= Marina Uspenskaya =

Russian painter

Marina Yevgenyevna Uspenskaya (Мари́на Евге́ньевна Успе́нская; June 18, 1925 – 2007) was a prominent Russian children's book illustrator and graphics painter.

== Biography ==
Marina Uspenskaya was born in Moscow in 1925. She graduated from the 1905 Art College, where she studied theatre and decorative arts under Professor V.A. Shestakov. In 1947 she entered the graphics department of the Surikov Institute in Moscow, where she studied under professor D.E. Dekhtyaryev in the book illustration studio.

==Works==
After graduation she found her passion and craft, making illustrations for children's books. Throughout her career, she made illustrations for some 200 children's books in the Soviet Union, Czechoslovakia, Russia, France, India and Japan. She worked for several of the largest publishing houses in her native country, including Detskaya Literatura, Detgiz and Malysh. She is particularly famous for her illustrations for classic Russian fairy tales, including Ruslan and Lyudmila and Silver Hoof. Marina Evgenevna was one of the anchor artists on the children's journal Murzilka from 1958 to the late 1960s. In total, her illustrations have been printed in more than 115 million books and postcards.

Marina Evgenevna continued the tradition of her grandfather Vasily Navozov, artist and Academy member, and for many years her life was connected to famous Moscow artist and academician Boris Uspensky. Her art changed over time, but always in her very personal and highly recognisable style. Applying water colour, Indian ink and gouache in warm and gentle colours, her illustrations were detailed, yet have a simple light touch. From the late 1960s onwards, she moved away from her classical realism into a more expressionistic and symbolic world.

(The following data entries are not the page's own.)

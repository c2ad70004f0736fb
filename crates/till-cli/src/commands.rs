use crate::error::Result as CliResult;

use std::sync::Arc;

use log::info;
use till_cache::CacheStore;
use till_config::Config;
use till_core::Role;
use till_platform::{AuthClient, EdgeCaller, EmployeeUpdate, NewEmployee, RestClient, StorageClient};
use till_session::SessionEngine;
use uuid::Uuid;

/// Wired-up clients and the hydration engine, shared by every command.
pub struct App {
    engine: Arc<SessionEngine>,
    edge: EdgeCaller,
}

impl App {
    pub fn new(config: &Config) -> CliResult<Self> {
        let auth = Arc::new(AuthClient::new(&config.platform));
        let rest = Arc::new(RestClient::new(&config.platform, &config.timeouts));
        let storage = Arc::new(StorageClient::new(&config.platform, &config.timeouts));
        let cache = Arc::new(CacheStore::new(config.cache_dir()?));

        let engine = Arc::new(SessionEngine::new(
            config,
            Arc::clone(&auth),
            rest,
            storage,
            cache,
        ));
        let edge = EdgeCaller::new(&config.platform, auth);

        Ok(Self { engine, edge })
    }

    /// Sign in and run a full hydration pass.
    async fn hydrate(&self, email: &str, password: &str) -> CliResult<()> {
        self.engine.sign_in(email, password).await?;
        self.engine.hydrate_current().await?;
        Ok(())
    }

    pub async fn login(&self, email: &str, password: &str) -> CliResult<()> {
        self.hydrate(email, password).await?;

        let snapshot = self.engine.snapshot().await;
        match &snapshot.profile {
            Some(profile) => {
                let name = profile.display_name.as_deref().unwrap_or("(unnamed)");
                let role = profile
                    .role
                    .map(|r| r.as_str())
                    .unwrap_or("none");
                println!("Signed in as {name} (role: {role})");
            }
            None => println!("Signed in"),
        }
        if let Some(company) = &snapshot.company {
            println!("Company: {}", company.name);
        }
        if snapshot.needs_company_setup {
            println!("No company linked yet; company setup is still pending.");
        }
        Ok(())
    }

    pub async fn signup(&self, email: &str, password: &str, name: &str) -> CliResult<()> {
        match self.engine.sign_up(email, password, name).await? {
            Some(session) => {
                println!("Account created; signed in as {}", session.user.id);
            }
            None => {
                println!("Account created; confirm the address sent to {email} to sign in.");
            }
        }
        Ok(())
    }

    pub async fn logout(&self) -> CliResult<()> {
        self.engine.sign_out().await?;
        println!("Signed out; local state purged.");
        Ok(())
    }

    pub async fn status(&self, email: &str, password: &str, pretty: bool) -> CliResult<()> {
        self.hydrate(email, password).await?;

        let snapshot = self.engine.snapshot().await;
        let rendered = if pretty {
            serde_json::to_string_pretty(&snapshot)?
        } else {
            serde_json::to_string(&snapshot)?
        };
        println!("{rendered}");
        Ok(())
    }

    pub async fn select_branch(
        &self,
        email: &str,
        password: &str,
        branch_id: Uuid,
    ) -> CliResult<()> {
        self.hydrate(email, password).await?;
        self.engine.select_branch(branch_id).await?;

        let snapshot = self.engine.snapshot().await;
        match snapshot.active_branch_name {
            Some(name) => println!("Active branch: {name}"),
            None => println!("Active branch: {branch_id}"),
        }
        Ok(())
    }

    pub async fn clear_branch(&self, email: &str, password: &str) -> CliResult<()> {
        self.hydrate(email, password).await?;
        self.engine.clear_branch().await?;
        println!("Branch selection cleared.");
        Ok(())
    }

    pub async fn create_employee(
        &self,
        email: &str,
        password: &str,
        employee: NewEmployee,
    ) -> CliResult<()> {
        self.engine.sign_in(email, password).await?;
        let result = self.edge.create_employee(&employee).await?;
        info!("Employee created: {result}");
        match result.get("user_id") {
            Some(user_id) => println!("Employee created: {user_id}"),
            None => println!("Employee created."),
        }
        Ok(())
    }

    pub async fn update_employee(
        &self,
        email: &str,
        password: &str,
        user_id: Uuid,
        name: Option<String>,
        role: Option<Role>,
        branch: Option<Uuid>,
    ) -> CliResult<()> {
        self.engine.sign_in(email, password).await?;
        let update = EmployeeUpdate {
            display_name: name,
            role,
            branch_id: branch,
        };
        self.edge.update_employee(user_id, &update).await?;
        println!("Employee {user_id} updated.");
        Ok(())
    }

    pub async fn delete_employee(
        &self,
        email: &str,
        password: &str,
        user_id: Uuid,
        reason: Option<String>,
        hard: bool,
    ) -> CliResult<()> {
        self.engine.sign_in(email, password).await?;
        self.edge
            .delete_employee(user_id, reason.as_deref(), hard)
            .await?;
        if hard {
            println!("Employee {user_id} permanently deleted.");
        } else {
            println!("Employee {user_id} deactivated.");
        }
        Ok(())
    }

    pub async fn repair_company(&self, email: &str, password: &str) -> CliResult<()> {
        self.engine.sign_in(email, password).await?;
        let result = self.edge.repair_missing_company_id().await?;
        info!("Repair result: {result}");
        println!("Company linkage repair requested.");
        Ok(())
    }
}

From the late 1980s she watched, and was inspired by, the changes in everyday life happening in the transition from the
Soviet Union to the new Russia. This was, for example, reflected in her colourful images, often in red or orange, of the New Russian Women – as she called them – which she boldly depicted in scenes from every-day life. Her favourite tool in her later years was the colour pencil, with which she depicted daily life in Moscow, be it in the Moscow metro or evenings at the theatre or the ballet.

==Bibliography==
- 1963 “Children's Books Illustrators” by Ella Gankina, p. 201, 203
- 1977 “Contemporary Children's Books Illustrators”, by Ella Gankina, p. 135, 195
- 1978 The journal “Detskaya Literatura” (August)
- 1997 The journal “Khudozhnik”, volume 4
- 2003 Russian Artists’ Union
- 2004 "20th and 21st Century Graphics and Oil Painting", p. 165, 185
- 2008 "Marina Uspenskaya" — Masters of Soviet Art, volume 3 (In English and Russian). Gamborg Gallery.